Lo fanno per miopia, per timore di essere travolti dall’ondata populista dilagante dall’Ungheria di Orban alla Francia di Macron, ma anche e soprattutto per attaccamento a quello che ritengono il loro bene supremo: l’economia nazionale come pilastro portante della loro identità.

Non c’è dubbio che l’Europa sia diventata una potenza economica, grazie alla logica di competizione tra modelli nazionali e regionali, a una governance aperturista e a una divisione del lavoro che privilegia produttività e ragioni di scambio, invece dei cannoni. I leader nazionali e regionali, difendono giustamente l’identità produttiva dei propri cittadini, che investono su macchinari e ai servizi innovativi, piuttosto che strutture militari, non pensano alla politica estera e alla contesa culturale con le altre grandi potenze.

Tuttavia i leader nazionali devono tener conto che il gioco della globalizzazione commerciale e della divisione internazionale del lavoro non è affatto garantito per sempre. Le grandi organizzazioni economiche, come gli USA, la Cina e altri paesi popolosi del pianeta, Russia in testa, non sono affatto felici del primato dell’Europa. Senza una politica estera comune, anche solo commerciale, i nostri stati nazionali, non possono che attendersi un futuro poco favorevole, tutt’affatto diverso dal periodo costituente dell’UE e dell’Euro. 

Xi Jinping ha già ridotto l’autonomia delle aziende private cinesi e s’intende al volo con Putin e con Trump/Biden, nella limitazione dei commerci. Va d’accordo con le classi dirigenti dell’Arabia Saudita, dell’Algeria, del Congo, che vivono di rendita sulle materie prime, e tifano per un futuro di rivalsa sull’Europa.

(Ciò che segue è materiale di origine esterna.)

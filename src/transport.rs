//! The transport layer seen from the session.
//!
//! Connectivity checks happen inside the transports. The session only routes
//! remote candidates to them and reacts to what they report, which arrives as
//! [`TransportEvent`] via [`Input::Transport`][crate::Input::Transport].

use crate::Candidate;

/// Snapshot of a transport at the moment it reported an event.
#[derive(Debug, Clone, PartialEq, Eq)]
pub struct TransportStatus {
    /// Content name the transport serves, i.e. `audio` or `video`.
    pub content: String,

    /// Whether the transport has any channels.
    pub has_channels: bool,

    /// Whether all channels of the transport are writable.
    pub writable: bool,
}

impl TransportStatus {
    /// Whether this transport should be supervised until it becomes writable.
    pub fn awaits_writable(&self) -> bool {
        self.has_channels && !self.writable
    }
}

/// Events reported by the transport layer.
#[derive(Debug, Clone, PartialEq, Eq)]
pub enum TransportEvent {
    /// The transport wants the session to be ready for signaling.
    ///
    /// Answered with [`Transports::signaling_ready`].
    RequestSignaling(TransportStatus),

    /// The transport started connecting.
    Connecting(TransportStatus),

    /// The writable state of the transport changed.
    Writable(TransportStatus),

    /// The transport gathered local candidates.
    CandidatesReady(Vec<Candidate>),

    /// A channel of the transport was destroyed.
    ChannelGone {
        /// Content name of the transport.
        content: String,
        /// Name of the channel that is gone.
        channel: String,
    },
}

/// The concrete transport behind a [`TransportProxy`].
pub trait TransportImpl {
    /// Start connectivity checks towards the remote candidates.
    fn accept_remote_candidates(&mut self, candidates: &[Candidate]);
}

/// Placeholder for a transport until negotiation resolves the concrete one.
pub trait TransportProxy {
    /// Whether negotiation completed.
    fn negotiated(&self) -> bool;

    /// Resolve the concrete transport. Only called when not [negotiated][Self::negotiated].
    fn complete_negotiation(&mut self);

    /// The concrete transport.
    fn implementation(&mut self) -> &mut dyn TransportImpl;
}

/// All transports of a session, looked up per content name.
pub trait Transports: Send {
    /// The proxy for `content`, if one exists.
    fn proxy(&mut self, content: &str) -> Option<&mut dyn TransportProxy>;

    /// Start connecting every transport channel to gather candidates early.
    fn connect_channels(&mut self);

    /// Answer to [`TransportEvent::RequestSignaling`].
    fn signaling_ready(&mut self, content: &str);
}
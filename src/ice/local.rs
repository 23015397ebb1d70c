use super::Candidate;

/// Number of local candidates a session accepts.
///
/// One voice and one video channel, both with RTCP, gives four transport
/// channels: `rtp`, `rtcp`, `video_rtp` and `video_rtcp`.
pub const MAX_LOCAL_CANDIDATES: usize = 4;

/// The local candidates of a session, at most one per transport channel.
///
/// The set only ever grows. Once it holds [`MAX_LOCAL_CANDIDATES`] entries,
/// further candidates are dropped.
#[derive(Debug, Default)]
pub(crate) struct LocalCandidates {
    list: Vec<Candidate>,
}

impl LocalCandidates {
    pub fn is_full(&self) -> bool {
        self.list.len() >= MAX_LOCAL_CANDIDATES
    }

    /// Add candidates gathered by a transport.
    ///
    /// Returns `true` when this call is the one that completed the set. A set that
    /// is already complete never returns `true` again.
    pub fn add_all(&mut self, candidates: Vec<Candidate>) -> bool {
        if self.is_full() {
            trace!("Drop {} candidates, already complete", candidates.len());
            return false;
        }

        for c in candidates {
            if self.is_full() {
                trace!("Drop candidate over limit: {:?}", c);
                continue;
            }

            if self.contains(c.name()) {
                trace!("Drop candidate for known channel: {:?}", c);
                continue;
            }

            debug!("Add local candidate: {:?}", c);
            self.list.push(c);
        }

        self.is_full()
    }

    /// Linear scan, the set is never bigger than four.
    fn contains(&self, name: &str) -> bool {
        self.list.iter().any(|c| c.name() == name)
    }

    pub fn as_slice(&self) -> &[Candidate] {
        &self.list
    }
}
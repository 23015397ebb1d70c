use std::fmt;
use std::ops::Deref;

macro_rules! num_id {
    ($id:ident, $t:ty, $doc:literal) => {
        #[doc = $doc]
        #[derive(Debug, Clone, Copy, PartialEq, Eq, Hash, PartialOrd, Ord)]
        pub struct $id($t);

        impl Deref for $id {
            type Target = $t;

            fn deref(&self) -> &Self::Target {
                &self.0
            }
        }

        impl From<$t> for $id {
            fn from(v: $t) -> Self {
                $id(v)
            }
        }

        impl fmt::Display for $id {
            fn fmt(&self, f: &mut fmt::Formatter<'_>) -> fmt::Result {
                write!(f, "{}", self.0)
            }
        }
    };
}

num_id!(SessionId, u64, "Identifier of a signaling session.");
num_id!(Ssrc, u32, "Synchronization source of a media stream.");

impl SessionId {
    /// Max 2^62 - 1: https://bugzilla.mozilla.org/show_bug.cgi?id=861895
    const MAX: u64 = 2_u64.pow(62) - 1;

    /// Creates a new random session id.
    pub fn new() -> Self {
        SessionId(fastrand::u64(1..=Self::MAX))
    }
}

impl Ssrc {
    /// Creates a new random (non-zero) SSRC.
    pub fn new() -> Self {
        Ssrc(fastrand::u32(1..))
    }
}
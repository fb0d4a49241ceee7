//! Manual control token.
//!
//! At most one workstation holds the right to drive the crane by hand. The
//! token is refreshed by heartbeats and released on request, by an
//! administrator, or by the inactivity sweep.

use std::sync::Arc;

use chrono::{DateTime, Duration, Utc};
use parking_lot::Mutex;
use serde::Serialize;
use tracing::{debug, info, warn};
use yardcrane_core::{HolderId, OperatorId};

use crate::collaborators::Authorizer;
use crate::config::TokenConfig;

/// The exclusive right to issue manual commands.
#[derive(Debug, Clone, PartialEq, Eq, Serialize)]
pub struct ControlToken {
    /// Workstation holding the token.
    pub holder: HolderId,
    /// Operator logged in at that workstation.
    pub user: OperatorId,
    /// When the token was granted.
    pub granted_at: DateTime<Utc>,
    /// Last request or heartbeat from the holder.
    pub last_activity: DateTime<Utc>,
}

/// Outcome of a control request.
#[derive(Debug, Clone, PartialEq, Eq, Serialize)]
#[serde(tag = "result", rename_all = "snake_case")]
pub enum ControlResult {
    /// The caller holds the token.
    Granted,
    /// Someone else holds the token.
    AlreadyTaken {
        /// Current holder.
        holder: HolderId,
        /// Operator at the current holder.
        user: OperatorId,
    },
    /// The caller may not take control.
    NotAllowed,
}

/// Single-holder mutual exclusion for manual control.
pub struct TokenManager {
    timeout: Duration,
    authorizer: Arc<dyn Authorizer>,
    token: Mutex<Option<ControlToken>>,
}

impl TokenManager {
    /// Create a token manager.
    #[must_use]
    pub fn new(config: &TokenConfig, authorizer: Arc<dyn Authorizer>) -> Self {
        Self {
            timeout: i64::try_from(config.timeout_seconds)
                .ok()
                .and_then(Duration::try_seconds)
                .unwrap_or(Duration::MAX),
            authorizer,
            token: Mutex::new(None),
        }
    }

    /// Request the control token for `holder`.
    pub fn request_control(&self, holder: &HolderId, user: &OperatorId) -> ControlResult {
        self.request_control_at(holder, user, Utc::now())
    }

    /// Request the control token at a given time.
    pub fn request_control_at(
        &self,
        holder: &HolderId,
        user: &OperatorId,
        now: DateTime<Utc>,
    ) -> ControlResult {
        if !self.authorizer.is_permitted(holder) {
            warn!(holder = %holder, "Control request from unauthorized holder");
            return ControlResult::NotAllowed;
        }

        let mut token = self.token.lock();
        match token.as_mut() {
            None => {
                *token = Some(ControlToken {
                    holder: holder.clone(),
                    user: user.clone(),
                    granted_at: now,
                    last_activity: now,
                });
                info!(holder = %holder, user = %user, "Control token granted");
                ControlResult::Granted
            }
            Some(current) if current.holder == *holder => {
                current.last_activity = now;
                ControlResult::Granted
            }
            Some(current) => ControlResult::AlreadyTaken {
                holder: current.holder.clone(),
                user: current.user.clone(),
            },
        }
    }

    /// Release the token. Only the holder can release it.
    pub fn release(&self, holder: &HolderId) -> bool {
        let mut token = self.token.lock();
        if token.as_ref().is_some_and(|t| t.holder == *holder) {
            *token = None;
            info!(holder = %holder, "Control token released");
            true
        } else {
            false
        }
    }

    /// Release the token whoever holds it.
    pub fn force_release(&self) -> Option<ControlToken> {
        let released = self.token.lock().take();
        if let Some(token) = &released {
            warn!(holder = %token.holder, user = %token.user, "Control token force-released");
        }
        released
    }

    /// Refresh the holder's activity timestamp.
    pub fn heartbeat(&self, holder: &HolderId) -> bool {
        self.heartbeat_at(holder, Utc::now())
    }

    /// Refresh the holder's activity timestamp at a given time.
    pub fn heartbeat_at(&self, holder: &HolderId, now: DateTime<Utc>) -> bool {
        match self.token.lock().as_mut() {
            Some(token) if token.holder == *holder => {
                token.last_activity = now;
                true
            }
            _ => false,
        }
    }

    /// Current token, if any.
    #[must_use]
    pub fn current(&self) -> Option<ControlToken> {
        self.token.lock().clone()
    }

    /// Returns true if `holder` holds the token.
    #[must_use]
    pub fn is_holder(&self, holder: &HolderId) -> bool {
        self.token.lock().as_ref().is_some_and(|t| t.holder == *holder)
    }

    /// Release the token if it has been inactive for longer than the timeout.
    pub fn sweep(&self) -> bool {
        self.sweep_at(Utc::now())
    }

    /// Run the inactivity sweep as of `now`.
    pub fn sweep_at(&self, now: DateTime<Utc>) -> bool {
        let mut token = self.token.lock();
        let expired = token
            .as_ref()
            .is_some_and(|t| now - t.last_activity > self.timeout);
        if expired {
            if let Some(t) = token.take() {
                info!(holder = %t.holder, user = %t.user, "Control token timed out");
            }
        } else {
            debug!("Control token sweep: nothing to release");
        }
        expired
    }
}
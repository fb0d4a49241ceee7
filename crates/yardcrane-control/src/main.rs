//! Yard crane supervisor service.
//!
//! Runs the supervisor against a simulated crane and a demo yard, and serves
//! a small HTTP surface for health checks, status and job submission.

use std::sync::Arc;

use axum::{
    extract::State,
    http::StatusCode,
    response::{IntoResponse, Response},
    routing::{get, post},
    Json, Router,
};
use serde::Serialize;
use tracing_subscriber::{layer::SubscriberExt, util::SubscriberInitExt};
use yardcrane_control::{
    AllowAll, ControlError, Crane, CraneConfig, CraneControl, CraneControlService, CraneRuntime,
    EnqueueJobRequest, SimulatedDriver, StoreShipmentService,
};
use yardcrane_core::{Dimensions, ItemId, LocationId, OrderId, Position};
use yardcrane_store::{Item, Location, MemoryStore, Order, Store};

/// Application state shared across handlers.
#[derive(Clone)]
struct AppState {
    control: CraneControlService,
}

#[derive(Serialize)]
struct HealthResponse {
    status: &'static str,
    service: &'static str,
}

#[derive(Serialize)]
struct ErrorResponse {
    error: String,
}

struct ApiError(ControlError);

impl IntoResponse for ApiError {
    fn into_response(self) -> Response {
        let status = match &self.0 {
            ControlError::JobNotFound(_) => StatusCode::NOT_FOUND,
            ControlError::Resolution(_) | ControlError::InvalidTransition { .. } => {
                StatusCode::UNPROCESSABLE_ENTITY
            }
            ControlError::DriverBusy
            | ControlError::DeviceHeld { .. }
            | ControlError::SessionActive
            | ControlError::InterlockActive => StatusCode::CONFLICT,
            ControlError::DriverUnavailable => StatusCode::SERVICE_UNAVAILABLE,
            _ => StatusCode::INTERNAL_SERVER_ERROR,
        };
        let body = Json(ErrorResponse {
            error: self.0.to_string(),
        });
        (status, body).into_response()
    }
}

impl From<ControlError> for ApiError {
    fn from(err: ControlError) -> Self {
        Self(err)
    }
}

async fn health_handler() -> impl IntoResponse {
    Json(HealthResponse {
        status: "healthy",
        service: "yardcrane-control",
    })
}

async fn ready_handler(State(state): State<AppState>) -> impl IntoResponse {
    if state.control.crane().driver.is_connected() {
        (StatusCode::OK, "ready")
    } else {
        (StatusCode::SERVICE_UNAVAILABLE, "device link down")
    }
}

async fn status_handler(State(state): State<AppState>) -> Result<impl IntoResponse, ApiError> {
    Ok(Json(state.control.status().await?))
}

async fn enqueue_handler(
    State(state): State<AppState>,
    Json(request): Json<EnqueueJobRequest>,
) -> Result<impl IntoResponse, ApiError> {
    let job = state.control.enqueue_job(request).await?;
    Ok((StatusCode::CREATED, Json(job)))
}

fn create_router(state: AppState) -> Router {
    Router::new()
        .route("/health", get(health_handler))
        .route("/ready", get(ready_handler))
        .route("/status", get(status_handler))
        .route("/jobs", post(enqueue_handler))
        .with_state(state)
}

/// Populate the store with a small yard so the simulation has work to do.
fn seed_demo_yard(store: &MemoryStore) -> yardcrane_store::Result<()> {
    for id in 1..=4_u64 {
        let column = i32::try_from(id).unwrap_or_default() * 8_000;
        store.put_location(&Location {
            location_id: LocationId::new(id),
            name: format!("ROW-{id:02}"),
            position: Position::new(column, 4_000, 1_000),
            capacity: 8,
        })?;
    }
    for id in 1..=6_u64 {
        let length = if id % 3 == 0 { 7_500 } else { 4_000 };
        store.put_item(&Item {
            item_id: ItemId::new(id),
            reference: format!("COIL-{id:04}"),
            dimensions: Dimensions::new(length, 1_200, 600, 9_000),
            location: Some(LocationId::new(1 + id % 2)),
        })?;
    }
    store.put_order(&Order {
        order_id: OrderId::new(1),
        reference: "SO-1001".into(),
        destination: "Dock 1".into(),
        quantity_ordered: 3,
        quantity_delivered: 0,
    })
}

async fn shutdown_signal() {
    if let Err(e) = tokio::signal::ctrl_c().await {
        tracing::error!(error = %e, "Failed to listen for shutdown signal");
    }
    tracing::info!("Shutdown signal received");
}

#[tokio::main]
async fn main() -> Result<(), Box<dyn std::error::Error>> {
    // Initialize tracing
    tracing_subscriber::registry()
        .with(
            tracing_subscriber::EnvFilter::try_from_default_env()
                .unwrap_or_else(|_| "info,yardcrane=debug".into()),
        )
        .with(tracing_subscriber::fmt::layer())
        .init();

    tracing::info!("Starting yard crane supervisor");

    let config = CraneConfig::load()?;
    let listen_addr = std::env::var("LISTEN_ADDR").unwrap_or_else(|_| "0.0.0.0:8080".to_string());

    let store = Arc::new(MemoryStore::new());
    seed_demo_yard(&store)?;
    tracing::info!("Seeded demo yard");

    let hazard_codes: Vec<u16> = config.interlock.hazard_inputs.iter().map(|input| input.code).collect();
    let driver = Arc::new(SimulatedDriver::new(config.driver.clone()).with_hazard_inputs(hazard_codes));

    let crane = Crane::new(
        config,
        store.clone(),
        driver,
        Arc::new(AllowAll),
        Arc::new(StoreShipmentService::new(store)),
    );
    let runtime = CraneRuntime::start(crane.clone());

    let state = AppState {
        control: CraneControlService::new(crane),
    };
    let app = create_router(state);

    tracing::info!(listen_addr = %listen_addr, "Starting HTTP server");
    let listener = tokio::net::TcpListener::bind(&listen_addr).await?;
    axum::serve(listener, app)
        .with_graceful_shutdown(shutdown_signal())
        .await?;

    runtime.shutdown().await;
    Ok(())
}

Per conservare uno schema di gioco favorevole e la pace, i leader europei devono definire una politica estera comune, una strategia di valorizzazione dell’esperienza UE, un accordo con gli altri stati indipendenti che scommettono sullo sviluppo produttivo e non sul protezionismo. E devono adottare una strategia di difesa che non sia mero appalto della sicurezza a terzi. E non è detto che questo significhi per forza armarsi fino ai denti.